# I would love to Draw your bettas! (Free betta drawings )



## Charc14 (Aug 27, 2014)

I have a made a post like this before, But I was wondering does anyone have anymore bettas that they would like me to Draw? I absolutely loved drawing them and would love to do more. 

I've gotten pretty good with watercolors but I can also do colored pencils, it up to you  Please pic a Back ground too! Realistic, background Blur or abstract. 
If you have more then one betta, then I can do two bettas on one piece, or one betta on each piece of paper again you choose 


And don't forget either a pretty good description or a pic of you little guy/girl


----------



## kjg1029 (Jun 14, 2014)

this is kush!
I've had him for about a year. 
he loves his blue tube, and is always waiting in his "food spot" for the next meal, hes a huge pig! he flares at almost everything...almost.....and i *adore* his blue lips!

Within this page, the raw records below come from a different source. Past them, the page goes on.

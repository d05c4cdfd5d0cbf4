//! The Stream Processor: maintains materialized views keyed by query hash
//! over a differential-dataflow-flavored operator tree, and emits updates
//! only when a view's content hash actually changes.

pub mod operators;
pub mod plan;

use std::collections::HashMap;

use grimoire_core::errors::PlanError;
use grimoire_core::hash::QueryHash;
use grimoire_core::models::{CacheOp, RecordId, RecordVersionArray, normalize_record_id};
use serde::{Deserialize, Serialize};
use serde_json::Value;

use self::operators::{evaluate, TableSnapshot};
use self::plan::{parse_surql, LogicalPlan};

#[derive(Debug, Clone)]
pub struct RegisterConfig {
    pub query_id: QueryHash,
    pub surql: String,
    pub involved_tables: Vec<String>,
}

#[derive(Debug, Clone)]
pub struct Update {
    pub query_id: QueryHash,
    pub result: RecordVersionArray,
    pub result_hash: blake3::Hash,
}

#[derive(Debug, Clone)]
pub struct IngestItem {
    pub table: String,
    pub op: CacheOp,
    pub id: String,
    pub record: Value,
    pub optimistic: bool,
}

struct MaterializedView {
    query_id: QueryHash,
    surql: String,
    plan: LogicalPlan,
    input_tables: Vec<String>,
    result: RecordVersionArray,
    result_hash: blake3::Hash,
}

#[derive(Serialize, Deserialize)]
struct SerializedView {
    query_id: [u8; 32],
    surql: String,
    input_tables: Vec<String>,
    result: RecordVersionArray,
}

#[derive(Serialize, Deserialize)]
struct SerializedState {
    tables: HashMap<String, HashMap<RecordId, Value>>,
    versions: HashMap<RecordId, u64>,
    views: Vec<SerializedView>,
}

/// Owns every [`MaterializedView`] exclusively; nothing outside this module
/// mutates processor state directly. Its four mutating operations
/// (`register`, `unregister`, `ingest`, `ingest_batch`) are synchronous and
/// never suspend on I/O, so callers may invoke them from any await point
/// without the processor itself ever blocking.
pub struct StreamProcessor {
    views: HashMap<[u8; 32], MaterializedView>,
    tables: TableSnapshot,
    versions: HashMap<RecordId, u64>,
}

impl StreamProcessor {
    pub fn new() -> Self {
        Self {
            views: HashMap::new(),
            tables: TableSnapshot::new(),
            versions: HashMap::new(),
        }
    }

    pub fn register(&mut self, config: RegisterConfig) -> Result<Option<Update>, PlanError> {
        let plan = parse_surql(&config.surql)?;
        let input_tables = if config.involved_tables.is_empty() {
            plan.input_tables()
        } else {
            config.involved_tables.clone()
        };

        let ids = evaluate(&plan, &self.tables)?;
        let result = self.build_result_array(&ids);
        let result_hash = result.content_hash();

        self.views.insert(
            config.query_id.0,
            MaterializedView {
                query_id: config.query_id,
                surql: config.surql.clone(),
                plan,
                input_tables,
                result: result.clone(),
                result_hash,
            },
        );

        Ok(Some(Update {
            query_id: config.query_id,
            result,
            result_hash,
        }))
    }

    pub fn unregister(&mut self, query_id: QueryHash) {
        self.views.remove(&query_id.0);
    }

    pub fn ingest(
        &mut self,
        table: &str,
        op: CacheOp,
        id: &str,
        record: Option<Value>,
        optimistic: bool,
    ) -> Vec<Update> {
        self.ingest_batch(vec![IngestItem {
            table: table.to_string(),
            op,
            id: id.to_string(),
            record: record.unwrap_or(Value::Null),
            optimistic,
        }])
    }

    pub fn ingest_batch(&mut self, items: Vec<IngestItem>) -> Vec<Update> {
        let mut touched_tables = std::collections::HashSet::new();

        for item in items {
            let record_id = normalize_record_id(&item.table, &item.id);
            touched_tables.insert(item.table.clone());

            match item.op {
                CacheOp::Delete => {
                    if let Some(entry) = self.tables.get_mut(&item.table) {
                        entry.remove(&record_id);
                    }
                    self.versions.remove(&record_id);
                }
                CacheOp::Create | CacheOp::Update => {
                    let new_version = if item.optimistic {
                        self.versions.get(&record_id).copied().unwrap_or(0) + 1
                    } else {
                        item.record
                            .get("_version")
                            .and_then(|v| v.as_u64())
                            .unwrap_or_else(|| self.versions.get(&record_id).copied().unwrap_or(0) + 1)
                    };
                    self.versions.insert(record_id.clone(), new_version);
                    self.tables
                        .entry(item.table.clone())
                        .or_default()
                        .insert(record_id.clone(), item.record);
                }
            }
        }

        let mut updates = Vec::new();
        for view in self.views.values_mut() {
            let affected = view
                .input_tables
                .iter()
                .any(|t| touched_tables.contains(t));
            if !affected {
                continue;
            }

            let ids = match evaluate(&view.plan, &self.tables) {
                Ok(ids) => ids,
                Err(e) => {
                    tracing::warn!(query_id = %view.query_id, error = %e, "ingest re-evaluation failed; view left at prior state");
                    continue;
                }
            };

            let result = RecordVersionArray(
                ids.into_iter()
                    .map(|id| {
                        let version = self.versions.get(&id).copied().unwrap_or(0);
                        (id, version)
                    })
                    .collect(),
            );
            let hash = result.content_hash();
            if hash != view.result_hash {
                view.result = result.clone();
                view.result_hash = hash;
                updates.push(Update {
                    query_id: view.query_id,
                    result,
                    result_hash: hash,
                });
            }
        }

        updates
    }

    /// Forces the stored version for a record within a view without a full
    /// re-evaluation; used by the Sync Engine during reconciliation once it
    /// has already confirmed the authoritative version out of band.
    pub fn set_record_version(&mut self, query_id: QueryHash, id: &str, version: u64) {
        self.versions.insert(id.to_string(), version);
        if let Some(view) = self.views.get_mut(&query_id.0) {
            view.result.upsert(id.to_string(), version);
            view.result_hash = view.result.content_hash();
        }
    }

    pub fn save_state(&self) -> Result<Vec<u8>, PlanError> {
        let views = self
            .views
            .values()
            .map(|v| SerializedView {
                query_id: v.query_id.0,
                surql: v.surql.clone(),
                input_tables: v.input_tables.clone(),
                result: v.result.clone(),
            })
            .collect();

        let state = SerializedState {
            tables: self.tables.clone(),
            versions: self.versions.clone(),
            views,
        };
        serde_json::to_vec(&state)
            .map_err(|e| PlanError::Malformed(format!("failed to serialize state: {e}")))
    }

    pub fn load_state(&mut self, bytes: &[u8]) -> Result<(), PlanError> {
        let state: SerializedState = serde_json::from_slice(bytes)
            .map_err(|e| PlanError::Malformed(format!("failed to deserialize state: {e}")))?;

        self.tables = state.tables;
        self.versions = state.versions;
        self.views.clear();

        for view in state.views {
            let plan = parse_surql(&view.surql)?;
            self.views.insert(
                view.query_id,
                MaterializedView {
                    query_id: QueryHash(view.query_id),
                    surql: view.surql,
                    plan,
                    input_tables: view.input_tables,
                    result_hash: view.result.content_hash(),
                    result: view.result,
                },
            );
        }
        Ok(())
    }

    fn build_result_array(&self, ids: &[RecordId]) -> RecordVersionArray {
        RecordVersionArray(
            ids.iter()
                .map(|id| (id.clone(), self.versions.get(id).copied().unwrap_or(0)))
                .collect(),
        )
    }
}

impl Default for StreamProcessor {
    fn default() -> Self {
        Self::new()
    }
}

#[cfg(test)]
mod tests {
    use super::*;
    use serde_json::json;
    use uuid::Uuid;

    fn qh(n: u8) -> QueryHash {
        let mut bytes = [0u8; 32];
        bytes[0] = n;
        QueryHash(bytes)
    }

    #[test]
    fn register_seeds_empty_result_before_any_ingest() {
        let mut proc = StreamProcessor::new();
        let update = proc
            .register(RegisterConfig {
                query_id: qh(1),
                surql: "SELECT * FROM thread".into(),
                involved_tables: vec![],
            })
            .unwrap()
            .unwrap();
        assert!(update.result.0.is_empty());
    }

    #[test]
    fn ingest_optimistic_increments_version() {
        let mut proc = StreamProcessor::new();
        proc.register(RegisterConfig {
            query_id: qh(1),
            surql: "SELECT * FROM thread".into(),
            involved_tables: vec![],
        })
        .unwrap();

        let updates = proc.ingest(
            "thread",
            CacheOp::Create,
            "A1",
            Some(json!({"id": "A1"})),
            true,
        );
        assert_eq!(updates.len(), 1);
        assert_eq!(updates[0].result.get("thread:A1"), Some(1));

        let updates = proc.ingest(
            "thread",
            CacheOp::Update,
            "A1",
            Some(json!({"id": "A1"})),
            true,
        );
        assert_eq!(updates[0].result.get("thread:A1"), Some(2));
    }

    #[test]
    fn ingest_authoritative_preserves_supplied_version() {
        let mut proc = StreamProcessor::new();
        proc.register(RegisterConfig {
            query_id: qh(1),
            surql: "SELECT * FROM thread".into(),
            involved_tables: vec![],
        })
        .unwrap();

        let updates = proc.ingest(
            "thread",
            CacheOp::Create,
            "A1",
            Some(json!({"id": "A1", "_version": 7})),
            false,
        );
        assert_eq!(updates[0].result.get("thread:A1"), Some(7));
    }

    #[test]
    fn ingest_on_unaffected_table_emits_no_update() {
        let mut proc = StreamProcessor::new();
        proc.register(RegisterConfig {
            query_id: qh(1),
            surql: "SELECT * FROM thread".into(),
            involved_tables: vec!["thread".into()],
        })
        .unwrap();

        let updates = proc.ingest(
            "comment",
            CacheOp::Create,
            "C1",
            Some(json!({"id": "C1"})),
            true,
        );
        assert!(updates.is_empty());
    }

    #[test]
    fn delete_removes_record_from_view() {
        let mut proc = StreamProcessor::new();
        proc.register(RegisterConfig {
            query_id: qh(1),
            surql: "SELECT * FROM thread".into(),
            involved_tables: vec![],
        })
        .unwrap();
        proc.ingest(
            "thread",
            CacheOp::Create,
            "A1",
            Some(json!({"id": "A1"})),
            true,
        );
        let updates = proc.ingest("thread", CacheOp::Delete, "A1", None, true);
        assert_eq!(updates.len(), 1);
        assert!(updates[0].result.0.is_empty());
    }

    #[test]
    fn repeated_equal_result_emits_no_duplicate_update() {
        let mut proc = StreamProcessor::new();
        proc.register(RegisterConfig {
            query_id: qh(1),
            surql: "SELECT * FROM thread".into(),
            involved_tables: vec![],
        })
        .unwrap();
        proc.ingest(
            "thread",
            CacheOp::Create,
            "A1",
            Some(json!({"id": "A1", "_version": 1})),
            false,
        );
        // same version re-applied: hash unchanged, no update emitted
        let updates = proc.ingest(
            "thread",
            CacheOp::Update,
            "A1",
            Some(json!({"id": "A1", "_version": 1})),
            false,
        );
        assert!(updates.is_empty());
    }

    #[test]
    fn save_state_then_load_state_preserves_view_result() {
        let mut proc = StreamProcessor::new();
        proc.register(RegisterConfig {
            query_id: qh(1),
            surql: "SELECT * FROM thread".into(),
            involved_tables: vec!["thread".into()],
        })
        .unwrap();
        proc.ingest(
            "thread",
            CacheOp::Create,
            "A1",
            Some(json!({"id": "A1"})),
            true,
        );

        let bytes = proc.save_state().unwrap();
        let mut restored = StreamProcessor::new();
        restored.load_state(&bytes).unwrap();

        assert_eq!(restored.versions.get("thread:A1"), Some(&1));
        let updates = restored.ingest(
            "thread",
            CacheOp::Update,
            "A2",
            Some(json!({"id": "A2"})),
            true,
        );
        assert_eq!(updates.len(), 1);
        assert_eq!(updates[0].result.0.len(), 2);
    }

    #[test]
    fn register_with_unparseable_surql_fails_with_plan_error() {
        let mut proc = StreamProcessor::new();
        let err = proc
            .register(RegisterConfig {
                query_id: qh(1),
                surql: "NOT A QUERY".into(),
                involved_tables: vec![],
            })
            .unwrap_err();
        assert!(matches!(err, PlanError::Malformed(_)));
    }

    #[test]
    fn unregister_is_idempotent() {
        let mut proc = StreamProcessor::new();
        proc.unregister(qh(1));
        proc.register(RegisterConfig {
            query_id: qh(1),
            surql: "SELECT * FROM thread".into(),
            involved_tables: vec![],
        })
        .unwrap();
        proc.unregister(qh(1));
        proc.unregister(qh(1));
        assert!(proc.views.is_empty());
    }

    #[test]
    fn ingest_batch_emits_at_most_one_update_per_view() {
        let mut proc = StreamProcessor::new();
        proc.register(RegisterConfig {
            query_id: qh(1),
            surql: "SELECT * FROM thread".into(),
            involved_tables: vec![],
        })
        .unwrap();

        let updates = proc.ingest_batch(vec![
            IngestItem {
                table: "thread".into(),
                op: CacheOp::Create,
                id: "A1".into(),
                record: json!({"id": "A1"}),
                optimistic: true,
            },
            IngestItem {
                table: "thread".into(),
                op: CacheOp::Create,
                id: "A2".into(),
                record: json!({"id": "A2"}),
                optimistic: true,
            },
        ]);
        assert_eq!(updates.len(), 1);
        assert_eq!(updates[0].result.0.len(), 2);
    }

    #[test]
    fn unknown_id_generation_is_stable() {
        // sanity check that Uuid import compiles in this module's test scope
        let _ = Uuid::nil();
    }
}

you can make it however you feel you want to!
thanks!!)


----------



## Charc14 (Aug 27, 2014)

WARNING PIC HEAVY! lol, Sorry about that, I wasn't sure which one you would like best


----------



## kjg1029 (Jun 14, 2014)

I really like the last one....but wow thanks! Their awsome!!!! XD


----------



## Indigo Betta (Sep 27, 2012)

Hi I would absolutely love to have my bettas drawn 

I would love Elliot to be drawn the most because I've had him for a while now but he's not been drawn once 

he is a dumbo betta with white lips the photo shows his color pretty well and this video shows his markings off
https://www.youtube.com/watch?v=H2iP0okkNgk&feature=youtu.be

if you need them there's more pictures of him on this thread
http://www.bettafish.com/showthread.php?t=481466

and I would like it to be a *watercolor* please and you can decide the background  Thank you!


----------



## Charc14 (Aug 27, 2014)

Here you go indigo! I hope you like it!


----------



## Charc14 (Aug 27, 2014)

And thank you kjg1029!


----------



## Indigo Betta (Sep 27, 2012)

Charc14 said:


> Here you go indigo! I hope you like it!



Thanks so much I love it :thankyou: Its really nice of you to make free art for people! :yourock: and if you feel like drawing or painting more fish I have other bettas I would love to see done ;-)


----------



## Charc14 (Aug 27, 2014)

Sure!  I would love to do the rest of your bettas 

Thank you, Really, I just love drawing bettas, and It is good practice too  So win win


----------



## Charc14 (Aug 27, 2014)

Ill look at your albums Indigo, and Draw as many as possible


----------



## Nova betta (Dec 5, 2014)

could you do my double tail


----------



## Indigo Betta (Sep 27, 2012)

Charc14 said:


> Ill look at your albums Indigo, and Draw as many as possible



Thank you, you've already drawn Ponyo and Nick on your old thread

so heres my favorite photos of the bettas you haven't drawn yet 
I don't mind if you use watercolors or pencil colors both are good and you can decide the background  Thank you!
*Igneel*









*Ellis (RIP)*








*Indigo (RIP)*


----------



## Charc14 (Aug 27, 2014)

I'll get working on them indigo 
I went ahead and drew your gold fish for you, I've never tried goldies before, I hope you like it! 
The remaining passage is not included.